Of course there will be some people that I will take great delight in saying “No” too. Probably companies that turned me down for a job when I was breaking into journalism, or publishers that are using one of my competitor’s products today rather than mine. Naturally, I will immediately change my consent settings if they RFP us for future business…
If you are someone who has installed an Ad Blocker, then you have to imagine you are a straight “No” every time. You’ll probably even develop Consent Blocker plug ins to stop all those annoying consent boxes.
If you have zero emotional attachment to the publisher brand – maybe you bounced there from a social media share – then you are probably going to lean towards a “No”, depending on how badly you need to see that cat video. The consent box becomes a clear roadblock between you and the content and with no value exchange, you’re going to bounce off the page.
If you’ve said “Yes” in the past, but get irritated by some sort of aggressive retargeting, or an abundance of obtrusive or annoying ads on a page then you may even go looking for a way to retract that “Yes” and turn it into a “No”. Under GDPR rules, publishers have to make it as easy to remove the consent as it was to provide it, even potentially down to the granularity of a third-party processor or controller.
So take a look in your browser history right now, review the last ten distinct publishers that you visited and ask yourself the question would you happily provide consent to those publishers to run behavioral advertising using your personal data?
Here are mine: Ad Age, LinkedIn, Google, Daily Gazette, Healthy Way, Metro, Guardian, Facebook, Telegraph, ChefTalk.
The Telegraph, Guardian and Metro are all current customers so naturally I would say “Yes” to them – it seems you can’t split consumer John from ad tech John.

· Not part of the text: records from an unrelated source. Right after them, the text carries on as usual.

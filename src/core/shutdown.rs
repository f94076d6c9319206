//! Generic Shutdown Coordination
//!
//! A cloneable stop signal: an atomic flag for cheap polling between store
//! calls plus a broadcast channel for tasks that need to wake up while parked
//! on a channel. The binary also hooks OS signals into the same coordinator.

use std::sync::atomic::{AtomicBool, Ordering};
use std::sync::Arc;
use tokio::sync::broadcast;

/// Coordinates graceful shutdown across tasks
#[derive(Clone, Debug)]
pub struct ShutdownCoordinator {
    shutdown_tx: broadcast::Sender<()>,
    shutdown_requested: Arc<AtomicBool>,
}

impl Default for ShutdownCoordinator {
    fn default() -> Self {
        Self::new()
    }
}

impl ShutdownCoordinator {
    /// Create a new shutdown coordinator
    pub fn new() -> Self {
        let (shutdown_tx, _) = broadcast::channel(8);
        Self {
            shutdown_tx,
            shutdown_requested: Arc::new(AtomicBool::new(false)),
        }
    }

    /// Subscribe to shutdown notifications
    pub fn subscribe(&self) -> broadcast::Receiver<()> {
        self.shutdown_tx.subscribe()
    }

    /// Trigger shutdown
    pub fn trigger_shutdown(&self) {
        // Release pairs with the Acquire load in is_shutdown_requested
        self.shutdown_requested.store(true, Ordering::Release);
        let _ = self.shutdown_tx.send(());
    }

    /// Check if shutdown has been requested
    pub fn is_shutdown_requested(&self) -> bool {
        self.shutdown_requested.load(Ordering::Acquire)
    }

    /// Resolve once shutdown has been requested
    ///
    /// Subscribes before checking the flag so a trigger racing with this call
    /// is never missed.
    pub async fn requested(&self) {
        let mut rx = self.subscribe();
        if self.is_shutdown_requested() {
            return;
        }
        // Lagged or closed both mean a trigger happened or can no longer happen
        let _ = rx.recv().await;
    }

    /// Route SIGINT/SIGTERM/SIGHUP/SIGQUIT (or Ctrl-C) into this coordinator
    ///
    /// A second signal forces the process to exit.
    pub fn install_signal_handlers(&self) {
        setup_signal_handlers(self.shutdown_tx.clone(), self.shutdown_requested.clone());
    }
}

fn setup_signal_handlers(shutdown_tx: broadcast::Sender<()>, shutdown_requested: Arc<AtomicBool>) {
    #[cfg(unix)]
    {
        unsafe {
            libc::signal(libc::SIGPIPE, libc::SIG_DFL);
        }

        use std::sync::atomic::AtomicUsize;
        use tokio::signal::unix::{signal, SignalKind};
        let signal_count = Arc::new(AtomicUsize::new(0));
        let signals = [
            SignalKind::interrupt(),
            SignalKind::terminate(),
            SignalKind::hangup(),
            SignalKind::quit(),
        ];

        for kind in signals {
            let tx = shutdown_tx.clone();
            let requested = shutdown_requested.clone();
            let sig_ctr = signal_count.clone();

            tokio::spawn(async move {
                if let Ok(mut sig) = signal(kind) {
                    while sig.recv().await.is_some() {
                        let prev = sig_ctr.fetch_add(1, Ordering::AcqRel);
                        requested.store(true, Ordering::Release);
                        let _ = tx.send(());
                        if prev >= 1 {
                            log::warn!("Second signal received; exiting without draining");
                            std::process::exit(130);
                        }
                        log::info!("Signal received; draining queues (repeat to force exit)");
                    }
                }
            });
        }
    }

    #[cfg(not(unix))]
    {
        tokio::spawn(async move {
            let mut count = 0usize;
            while tokio::signal::ctrl_c().await.is_ok() {
                shutdown_requested.store(true, Ordering::Release);
                let _ = shutdown_tx.send(());
                count += 1;
                if count > 1 {
                    std::process::exit(130);
                }
            }
        });
    }
}
//! In-process log store
//!
//! Mirrors the parts of Redis Streams the queue relies on: per-stream entry
//! logs with monotonically increasing ids, consumer groups with a
//! last-delivered cursor, per-consumer pending-entry lists and blocking reads.
//! Tests also use it to inject failures and to inspect what the engine did.

use super::{EntryId, LogStore, ReadCursor, ReadGroupRequest, StoreEntry, StoreError, StoreResult};
use async_trait::async_trait;
use std::collections::{BTreeMap, HashMap};
use std::sync::{Mutex, MutexGuard};
use std::time::{SystemTime, UNIX_EPOCH};
use tokio::sync::Notify;
use tokio::time::Instant;

/// Store operations that can be made to fail on purpose
#[derive(Debug, Clone, Copy, PartialEq, Eq, Hash)]
pub enum StoreOp {
    StreamExists,
    CreateGroup,
    Append,
    Read,
    Ack,
}

/// One successful `append_batch` call, in call order
#[derive(Debug, Clone, PartialEq)]
pub struct AppendRecord {
    pub stream: String,
    pub payloads: Vec<Vec<u8>>,
}

#[derive(Debug, Default)]
struct PendingEntry {
    consumer: String,
    deliveries: u32,
}

#[derive(Debug, Default)]
struct GroupState {
    last_delivered: EntryId,
    pending: BTreeMap<EntryId, PendingEntry>,
}

#[derive(Debug, Default)]
struct StreamState {
    entries: BTreeMap<EntryId, HashMap<String, Vec<u8>>>,
    last_id: EntryId,
    groups: HashMap<String, GroupState>,
}

impl StreamState {
    fn next_id(&mut self) -> EntryId {
        let now = SystemTime::now()
            .duration_since(UNIX_EPOCH)
            .map(|d| d.as_millis() as u64)
            .unwrap_or_default();
        let id = if now > self.last_id.millis {
            EntryId::new(now, 0)
        } else {
            EntryId::new(self.last_id.millis, self.last_id.seq + 1)
        };
        self.last_id = id;
        id
    }
}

I’d say “No” to Google and Facebook for the same reason that I go out of my way not to click on a Search or Social ad if I can help it. They have enough money, they don’t need my click. That’s not a rational decision of course, more like jealousy at all of the advertiser spend the duopoly captures.
I have less personal affinity with the other publisher brands, particularly those that I discovered by descending down a social media rabbit hole and so it would be a harder decision, I’d probably have to think for a minute.
LinkedIn is an interesting one. I love LinkedIn, I think it is an incredibly valuable business tool, but I’m also a Premium subscriber. They already get a reasonably nice sum of money from me each year. It always feels like quite a large subscription price when it comes around to paying it. So would I allow them to squeeze yet more ‘value’ out of me if given the choice? That’s a close call, and I will wait until my next year’s subscription fee comes around before I tell anyone my decision.
So at best I am a 50% opted in and 50% opted out consumer based on this two-minute experiment. I suspect I am not a typical user, because I am super informed on GDPR and know exactly what needs to be done in this world.
But when this choice is placed in front of users – real users – then I think none of us are typical. This means publishers will need to create a more direct connection with their customers, something they are increasingly incentivised to do, especially with Facebook deprioritising them in the newsfeed.
What is also clear is that the entire industry will need to have a strategy for all of that inventory which sits on the outskirts of Consentworld in The Land of Non Consent. I think there is a clear solution for that world too – but that’s another story, for another day.
If you have found that you have read through every word of this article and taken nothing in because of the sheer number of uses of the words Consent, Privacy and Cookie, then fear not. Just drop me a note and I will come over to your offices and draw it all out for you on a whiteboard.